I potenti cartelli messicani. Ma perché L’Ecuador è stato scelto come hub dai narcos? Innanzitutto per la sua limitata estensione territoriale e l’ottima infrastruttura stradale che consente una circolazione transfrontaliera in meno di 12 ore da Colombia e Perù, Paesi produttori di coca, alla costa del Pacifico. Inoltre, il suo profilo costiero navigabile permette alle imbarcazioni di salpare da qualsiasi punto, Infine, la mancanza di un robusto controllo sui suoi territori marittimi e aerei rende più facile per gli aerei e le navi partire dai terminal senza controlli. Solo i porti di Manta e Posorja (a 120 chilometri da Guayaquil) hanno infatti scanner elettronici.

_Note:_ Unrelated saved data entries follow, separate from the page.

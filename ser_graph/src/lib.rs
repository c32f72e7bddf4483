//! Serialization of object graphs containing shared and cyclic references,
//! and values whose concrete type is only known at run time.
//!
//! Every value is written in an envelope:
//!
//! ```text
//! flag (i8) | type identifier | body
//! ```
//!
//! The flag is one of `Null`, `Ref` (followed by id of a value already
//! written), `NotNullValue` or `RefValue`. A value reached by 2 paths is
//! written once, then referred back to, so after reading both paths lead to
//! the same `Rc`.
//!
//! Types are registered in a [`Registry`] under a numeric id or a namespaced
//! name. A polymorphic slot ([`AnyRef`]) writes the type identifier of its
//! value, and reading it finds the codec from that identifier.
//!
//! ```
//! use std::rc::Rc;
//! use ser_graph::{downcast, erase, shared, Graph, Registry, Serialize, Shared};
//!
//! #[derive(Serialize, Default)]
//! #[ser_namespace("demo")]
//! struct Node {
//! 	name: String,
//! 	next: Option<Shared<Node>>,
//! }
//!
//! # fn main() -> ser_graph::Result<()> {
//! let mut builder = Registry::builder();
//! builder.register_struct::<Node>()?;
//! let graph = Graph::new(builder.build());
//!
//! // Node which points to itself
//! let node = shared(Node { name: "loop".into(), next: None });
//! node.borrow_mut().next = Some(node.clone());
//!
//! let bytes = graph.serialize(Some(&erase(&node)))?;
//! let out = downcast::<std::cell::RefCell<Node>>(graph.deserialize(&bytes)?.unwrap()).unwrap();
//! assert!(Rc::ptr_eq(&out, out.borrow().next.as_ref().unwrap()));
//! # Ok(())
//! # }
//! ```

#[cfg(feature = "derive")]
pub use ser_graph_derive::Serialize;

mod any;
pub use any::AnyCodec;
pub mod codec;
pub use codec::{Codec, SharedCodec, ValueCodec};
mod config;
pub use config::{Config, DEFAULT_INITIAL_CAPACITY, DEFAULT_MAX_DEPTH};
mod deserializer;
pub use deserializer::Deserializer;
mod error;
pub use error::{Error, Result};
mod graph;
pub use graph::Graph;
mod meta_string;
pub use meta_string::{MetaStringReader, MetaStringWriter};
mod object;
pub use object::{any_ref, downcast, erase, shared, AnyRef, List, Object, Shared};
mod refs;
pub use refs::{RefFlag, RefReader, RefSlot, RefWriter};
mod registry;
pub use registry::{Registry, RegistryBuilder};
mod serialize;
pub use serialize::{NamedType, Serialize, SerializeWith};
mod serialize_impls;
mod serializer;
pub use serializer::Serializer;
pub mod storage;
mod types;
pub use types::{TypeId, TypeIdentifier};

La Colombia ed il Messico sono però i due Paesi cui dobbiamo guardare per comprendere l’origine dell’attuale svolta violenta dell’Ecuador. Gli accordi di pace siglati all’Avana nel 2016, tra le FARC e lo Stato colombiano hanno infatti lasciato senza lavoro migliaia di criminali, esternalizzando a livello continentale la violenza. Uomini con una vasta esperienza nel traffico di cocaina sono rimasti disoccupati e hanno iniziato a prestare servizi al soldo dei cartelli messicani. Colombiani erano quattro anni fa i killer del presidente di Haiti Jovenel Moïse al pari dei sicari che hanno ammazzato Villavicencio. Non a caso, prima della pace dell’Avana, Quito aveva un tasso di cinque omicidi ogni 100mila abitanti, oggi salito a quasi 50 con un incremento del 1000% in sette anni, trasformando l’Ecuador nel Paese più violento dell’America latina. Inoltre, a farla da padrone nel continente sono ormai i due principali cartelli messicani, quello di Sinaloa e quello Jalisco Nueva Generación (CJNG), in guerra tra loro su scala globale. Entrambi operano senza intermediari nel principale produttore al mondo di cocaina, la Colombia. La guerra per procura scatenata dai due cartelli messicani in Ecuador ha messo in ginocchio il piccolo Paese sudamericano e il rischio ora è che i cartelli di Sinaloa e di Jalisco spostino le loro attività nel vicino Brasile, anch’esso non produttore di cocaina ma già oggi il secondo maggiore hub al mondo di droga, a cominciare dal Fentanyl.